Cadeaux pour l’industrie déguisés en faux cadeaux pour l’environnement

  • Investissement de 31 M$ sur trois ans pour favoriser le développement du secteur de l’aluminium (robotisation des entreprises, accroissement des exportations, accélérer l’innovation et la recherche et miser sur l’aluminium vert). Ces dépenses sont réalisées en poursuivant l’objectif d’augmenter l’exploitation des ressources minérales et non pas dans une optique de les réduire.
  • Vive inquiétude concernant les 8,5 M$ investis sur cinq ans pour « optimiser le processus d’autorisation environnementale des projets de développement économique ». Pratiquement aucun détail n’est fourni. La Coalition QMM craint que ces sommes ne soient employées pour accélérer l’approbation des projets miniers soit en continuant de permettre à certains d’éviter les évaluations environnementales comme pour le projet Northvolt ou en réduisant les exigences concernant les études environnementales à réaliser. 

Constat

  • Comme dans le Budget 2020, le mot “minier” apparaît seulement 4 fois dans le Budget 2024, par rapport à 29 fois dans le Budget 2022, 17 fois dans le Budget 2021. En contrepartie, les mots “recyclage” ou “économie circulaire” sont absents du Budget 2024. Ils apparaissaient 26 fois dans le Budget 2020, 9 fois dans le Budget 2021 et une seule fois dans le Budget 2022. 

Citations : 

« Malgré un déficit record, le gouvernement en poste continue de donner arbitrairement des sommes colossales à l’industrie minière et de refuser d’appliquer rigoureusement le principe pollueur-payeur. Ne pas investir maintenant dans la protection de l’environnement contre l’industrie minière ne fait qu’ajouter à la dette des générations futures », Rodrigue Turgeon, avocat, co-porte-parole de la Coalition Québec meilleure mine et coresponsable de MiningWatch Canada

« Avec ses 4 rappels sur le démarrage de projets d’envergure, notamment dans le secteur minier et dans la filière batterie, ce budget nous indique clairement que la protection de l’environnement pour ce gouvernement se limite à l’électrification des transports sans regard aux conséquences réelles du développement de l’industrie minière sur les communautés et l’environnement! Nous rappelons qu’une évaluation environnementale stratégique sur cette filiale complète est nécessaire pour éviter d’accroître la surconsommation et la contamination de nos ressources, notamment l’eau, sans réel avantage sur la transition énergétique  », Rébecca Pétrin, directrice générale d’Eau Secours

« A l’aube du dépôt du projet de loi sur la réforme du régime minier promis depuis plusieurs mois, le gouvernement continue de foncer à tombeau ouvert dans sa stratégie d’investissement massif dans la filière des minéraux à batterie sans que ne soient pris en compte  les impacts environnementaux et sociaux de tels investissements. Et ceci alors que les prix de ces minéraux s’effondrent partout sur la planète. Ce n’est pas de bonne augure pour l’environnement, pour les citoyens qui ont de grandes attentes de réforme du régime minier ni pour les finances du Québec », Louis St-Hilaire,  co-porte-parole de la Coalition QLAIM.

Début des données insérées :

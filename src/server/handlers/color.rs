//! Colormap requests.

use super::{done, globalize, reply, HandlerResult};
use crate::color::colormap::ColormapRecord;
use crate::color::named;
use crate::protocol::errors::XError;
use crate::protocol::events::Event;
use crate::protocol::replies::{Reply, Rgb16};
use crate::protocol::requests::Request;
use crate::protocol::types::*;
use crate::resources::registry::Resource;
use crate::server::state::ServerState;

pub fn handle(state: &mut ServerState, client: ClientId, request: Request) -> HandlerResult {
    match request {
        Request::CreateColormap { alloc_all, mid, window, visual } => {
            if mid == NONE || mid > RESOURCE_ID_MASK {
                return Err(XError::id_choice(mid));
            }
            let mid = globalize(state, client, mid);
            let window = globalize(state, client, window);
            state.registry.window(window)?;
            if visual != state.root_visual.id {
                return Err(XError::match_error());
            }
            if alloc_all && !state.root_visual.class.is_writable() {
                // AllocAll on a static visual is illegal.
                return Err(XError::match_error());
            }
            let record = ColormapRecord::new(mid, state.root_visual);
            state.registry.insert(client, mid, Resource::Colormap(Box::new(record)))?;
            notify_colormap(state, window, mid, true, false);
            done()
        }
        Request::FreeColormap { colormap } => {
            let colormap = globalize(state, client, colormap);
            state.registry.colormap(colormap)?;
            if colormap != state.default_colormap {
                state.registry.remove(colormap);
            }
            done()
        }
        Request::CopyColormapAndFree { mid, src_colormap } => {
            if mid == NONE || mid > RESOURCE_ID_MASK {
                return Err(XError::id_choice(mid));
            }
            let mid = globalize(state, client, mid);
            let src = globalize(state, client, src_colormap);
            let default = state.default_colormap;
            let (copy, emptied) = state.registry.colormap_mut(src)?.copy_and_free(mid, client);
            state.registry.insert(client, mid, Resource::Colormap(Box::new(copy)))?;
            if emptied && src != default {
                state.registry.remove(src);
            }
            done()
        }
        Request::InstallColormap { colormap } => {
            let colormap = globalize(state, client, colormap);
            state.registry.colormap_mut(colormap)?.installed = true;
            let root = state.root;
            notify_colormap(state, root, colormap, false, true);
            done()
        }
        Request::UninstallColormap { colormap } => {
            let colormap = globalize(state, client, colormap);
            if colormap == state.default_colormap {
                // The default map stays installed.
                return done();
            }
            state.registry.colormap_mut(colormap)?.installed = false;
            let root = state.root;
            notify_colormap(state, root, colormap, false, false);
            done()
        }
        Request::ListInstalledColormaps { window } => {
            let window = globalize(state, client, window);
            state.registry.window(window)?;
            let colormaps = vec![super::localize(state, client, state.default_colormap)];
            reply(Reply::ListInstalledColormaps { colormaps })
        }
        Request::AllocColor { colormap, red, green, blue } => {
            let colormap = globalize(state, client, colormap);
            let (pixel, color) =
                state.registry.colormap_mut(colormap)?.alloc_color(client, red, green, blue)?;
            reply(Reply::AllocColor { color, pixel })
        }
        Request::AllocNamedColor { colormap, name } => {
            let colormap = globalize(state, client, colormap);
            let (r, g, b) = named::lookup16(&name).ok_or_else(XError::name)?;
            let exact = Rgb16 { red: r, green: g, blue: b };
            let (pixel, visual) = state.registry.colormap_mut(colormap)?.alloc_color(client, r, g, b)?;
            reply(Reply::AllocNamedColor { pixel, exact, visual })
        }
        Request::AllocColorCells { contiguous, colormap, colors, planes } => {
            let colormap = globalize(state, client, colormap);
            if planes > 0 {
                // Plane allocation is only meaningful on deeper writable
                // visuals than the single advertised one.
                let record = state.registry.colormap(colormap)?;
                if !record.visual.class.is_writable() {
                    return Err(XError::access());
                }
                return Err(XError::alloc());
            }
            let pixels =
                state.registry.colormap_mut(colormap)?.alloc_cells(client, colors, contiguous)?;
            reply(Reply::AllocColorCells { pixels, masks: Vec::new() })
        }
        Request::AllocColorPlanes { contiguous, colormap, colors, reds, greens, blues } => {
            let colormap = globalize(state, client, colormap);
            if reds > 0 || greens > 0 || blues > 0 {
                let record = state.registry.colormap(colormap)?;
                if !record.visual.class.is_writable() {
                    return Err(XError::access());
                }
                return Err(XError::alloc());
            }
            let pixels =
                state.registry.colormap_mut(colormap)?.alloc_cells(client, colors, contiguous)?;
            reply(Reply::AllocColorPlanes { pixels, red_mask: 0, green_mask: 0, blue_mask: 0 })
        }
        Request::FreeColors { colormap, pixels, .. } => {
            let colormap = globalize(state, client, colormap);
            state.registry.colormap_mut(colormap)?.free_colors(&pixels);
            done()
        }
        Request::StoreColors { colormap, items } => {
            let colormap = globalize(state, client, colormap);
            let record = state.registry.colormap_mut(colormap)?;
            for item in items {
                record.store_color(item.pixel, item.red, item.green, item.blue, item.flags)?;
            }
            done()
        }
        Request::StoreNamedColor { flags, colormap, pixel, name } => {
            let colormap = globalize(state, client, colormap);
            let (r, g, b) = named::lookup16(&name).ok_or_else(XError::name)?;
            state.registry.colormap_mut(colormap)?.store_color(pixel, r, g, b, flags)?;
            done()
        }
        Request::QueryColors { colormap, pixels } => {
            let colormap = globalize(state, client, colormap);
            let record = state.registry.colormap(colormap)?;
            let colors = pixels.iter().map(|pixel| record.query(*pixel)).collect();
            reply(Reply::QueryColors { colors })
        }
        Request::LookupColor { colormap, name } => {
            let colormap = globalize(state, client, colormap);
            state.registry.colormap(colormap)?;
            let (r, g, b) = named::lookup16(&name).ok_or_else(XError::name)?;
            let exact = Rgb16 { red: r, green: g, blue: b };
            reply(Reply::LookupColor { exact, visual: exact })
        }
        other => unreachable!("non-colormap request routed here: {other:?}"),
    }
}

fn notify_colormap(state: &mut ServerState, window: WindowId, colormap: ColormapId, is_new: bool, installed: bool) {
    state.fan_out(window, EventMask::COLORMAP_CHANGE, |receiver| Event::ColormapNotify {
        window: receiver.localize(window),
        colormap: receiver.localize(colormap),
        is_new,
        installed,
    });
}
bitflags! {
    /// Per-(window, client) event selection mask.
    #[derive(Debug, Clone, Copy, PartialEq, Eq, Default)]
    pub struct EventMask: u32 {
        const KEY_PRESS = 0x0000_0001;
        const KEY_RELEASE = 0x0000_0002;
        const BUTTON_PRESS = 0x0000_0004;
        const BUTTON_RELEASE = 0x0000_0008;
        const ENTER_WINDOW = 0x0000_0010;
        const LEAVE_WINDOW = 0x0000_0020;
        const POINTER_MOTION = 0x0000_0040;
        const POINTER_MOTION_HINT = 0x0000_0080;
        const BUTTON1_MOTION = 0x0000_0100;
        const BUTTON2_MOTION = 0x0000_0200;
        const BUTTON3_MOTION = 0x0000_0400;
        const BUTTON4_MOTION = 0x0000_0800;
        const BUTTON5_MOTION = 0x0000_1000;
        const BUTTON_MOTION = 0x0000_2000;
        const KEYMAP_STATE = 0x0000_4000;
        const EXPOSURE = 0x0000_8000;
        const VISIBILITY_CHANGE = 0x0001_0000;
        const STRUCTURE_NOTIFY = 0x0002_0000;
        const RESIZE_REDIRECT = 0x0004_0000;
        const SUBSTRUCTURE_NOTIFY = 0x0008_0000;
        const SUBSTRUCTURE_REDIRECT = 0x0010_0000;
        const FOCUS_CHANGE = 0x0020_0000;
        const PROPERTY_CHANGE = 0x0040_0000;
        const COLORMAP_CHANGE = 0x0080_0000;
        const OWNER_GRAB_BUTTON = 0x0100_0000;
    }
}

impl EventMask {
    /// Mask bits a pointer-grab event mask may legally carry.
    pub fn pointer_events() -> Self {
        EventMask::BUTTON_PRESS
            | EventMask::BUTTON_RELEASE
            | EventMask::ENTER_WINDOW
            | EventMask::LEAVE_WINDOW
            | EventMask::POINTER_MOTION
            | EventMask::POINTER_MOTION_HINT
            | EventMask::BUTTON1_MOTION
            | EventMask::BUTTON2_MOTION
            | EventMask::BUTTON3_MOTION
            | EventMask::BUTTON4_MOTION
            | EventMask::BUTTON5_MOTION
            | EventMask::BUTTON_MOTION
            | EventMask::KEYMAP_STATE
    }
}

bitflags! {
    /// Modifier-and-button state carried in input events ("SETofKEYBUTMASK").
    #[derive(Debug, Clone, Copy, PartialEq, Eq, Default)]
    pub struct KeyButMask: u16 {
        const SHIFT = 0x0001;
        const LOCK = 0x0002;
        const CONTROL = 0x0004;
        const MOD1 = 0x0008;
        const MOD2 = 0x0010;
        const MOD3 = 0x0020;
        const MOD4 = 0x0040;
        const MOD5 = 0x0080;
        const BUTTON1 = 0x0100;
        const BUTTON2 = 0x0200;
        const BUTTON3 = 0x0400;
        const BUTTON4 = 0x0800;
        const BUTTON5 = 0x1000;
    }
}

bitflags! {
    /// Value mask of CreateWindow / ChangeWindowAttributes.
    #[derive(Debug, Clone, Copy, PartialEq, Eq, Default)]
    pub struct AttributeMask: u32 {
        const BACKGROUND_PIXMAP = 0x0000_0001;
        const BACKGROUND_PIXEL = 0x0000_0002;
        const BORDER_PIXMAP = 0x0000_0004;
        const BORDER_PIXEL = 0x0000_0008;
        const BIT_GRAVITY = 0x0000_0010;
        const WIN_GRAVITY = 0x0000_0020;
        const BACKING_STORE = 0x0000_0040;
        const BACKING_PLANES = 0x0000_0080;
        const BACKING_PIXEL = 0x0000_0100;
        const OVERRIDE_REDIRECT = 0x0000_0200;
        const SAVE_UNDER = 0x0000_0400;
        const EVENT_MASK = 0x0000_0800;
        const DO_NOT_PROPAGATE_MASK = 0x0000_1000;
        const COLORMAP = 0x0000_2000;
        const CURSOR = 0x0000_4000;
    }
}

bitflags! {
    /// Value mask of ConfigureWindow.
    #[derive(Debug, Clone, Copy, PartialEq, Eq, Default)]
    pub struct ConfigureMask: u16 {
        const X = 0x0001;
        const Y = 0x0002;
        const WIDTH = 0x0004;
        const HEIGHT = 0x0008;
        const BORDER_WIDTH = 0x0010;
        const SIBLING = 0x0020;
        const STACK_MODE = 0x0040;
    }
}

bitflags! {
    /// Value mask of CreateGC / ChangeGC / CopyGC.
    #[derive(Debug, Clone, Copy, PartialEq, Eq, Default)]
    pub struct GcMask: u32 {
        const FUNCTION = 0x0000_0001;
        const PLANE_MASK = 0x0000_0002;
        const FOREGROUND = 0x0000_0004;
        const BACKGROUND = 0x0000_0008;
        const LINE_WIDTH = 0x0000_0010;
        const LINE_STYLE = 0x0000_0020;
        const CAP_STYLE = 0x0000_0040;
        const JOIN_STYLE = 0x0000_0080;
        const FILL_STYLE = 0x0000_0100;
        const FILL_RULE = 0x0000_0200;
        const TILE = 0x0000_0400;
        const STIPPLE = 0x0000_0800;
        const TILE_STIPPLE_X_ORIGIN = 0x0000_1000;
        const TILE_STIPPLE_Y_ORIGIN = 0x0000_2000;
        const FONT = 0x0000_4000;
        const SUBWINDOW_MODE = 0x0000_8000;
        const GRAPHICS_EXPOSURES = 0x0001_0000;
        const CLIP_X_ORIGIN = 0x0002_0000;
        const CLIP_Y_ORIGIN = 0x0004_0000;
        const CLIP_MASK = 0x0008_0000;
        const DASH_OFFSET = 0x0010_0000;
        const DASHES = 0x0020_0000;
        const ARC_MODE = 0x0040_0000;
    }
}

bitflags! {
    /// DoRed / DoGreen / DoBlue flags of StoreColors items.
    #[derive(Debug, Clone, Copy, PartialEq, Eq, Default)]
    pub struct ColorFlags: u8 {
        const DO_RED = 0x01;
        const DO_GREEN = 0x02;
        const DO_BLUE = 0x04;
    }
}

#[cfg(test)]
mod tests {
    use super::*;

    #[test]
    fn setup_byte_order() {
        assert_eq!(ByteOrder::from_setup_byte(b'B'), Some(ByteOrder::BigEndian));
        assert_eq!(ByteOrder::from_setup_byte(b'l'), Some(ByteOrder::LittleEndian));
        assert_eq!(ByteOrder::from_setup_byte(0), None);
    }

    #[test]
    fn event_mask_bits_match_protocol() {
        assert_eq!(EventMask::EXPOSURE.bits(), 0x8000);
        assert_eq!(EventMask::STRUCTURE_NOTIFY.bits(), 0x2_0000);
        assert_eq!(EventMask::SUBSTRUCTURE_NOTIFY.bits(), 0x8_0000);
        assert_eq!(EventMask::all().bits(), 0x01ff_ffff);
    }

    #[test]
    fn writable_visual_classes() {
        assert!(VisualClass::PseudoColor.is_writable());
        assert!(!VisualClass::TrueColor.is_writable());
        assert!(!VisualClass::StaticGray.is_writable());
    }

    #[test]
    fn rectangle_hit_test() {
        let r = Rectangle { x: 10, y: 10, width: 20, height: 20 };
        assert!(r.contains(10, 10));
        assert!(r.contains(29, 29));
        assert!(!r.contains(30, 30));
        assert!(!r.contains(9, 15));
    }
}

« En faisant le choix politique et budgétaire de soutenir à un aussi haut niveau la filière batterie et les minéraux critiques, le gouvernement Legault nous conduit vers une décarbonation de la société qui risque d’être réalisée au détriment du vivant. Ce gouvernement ne semble pas comprendre l’interrelation entre les crises climatique et de la perte de biodiversité, alors qu’il investit dans une filière vouée à répondre qu’à une infime partie de la problématique des émissions de gaz à effet de serre en accélérant au passage la destruction des écosystèmes naturels », Anne-Céline Guyon, Analyste Climat-Énergie, Nature Québec.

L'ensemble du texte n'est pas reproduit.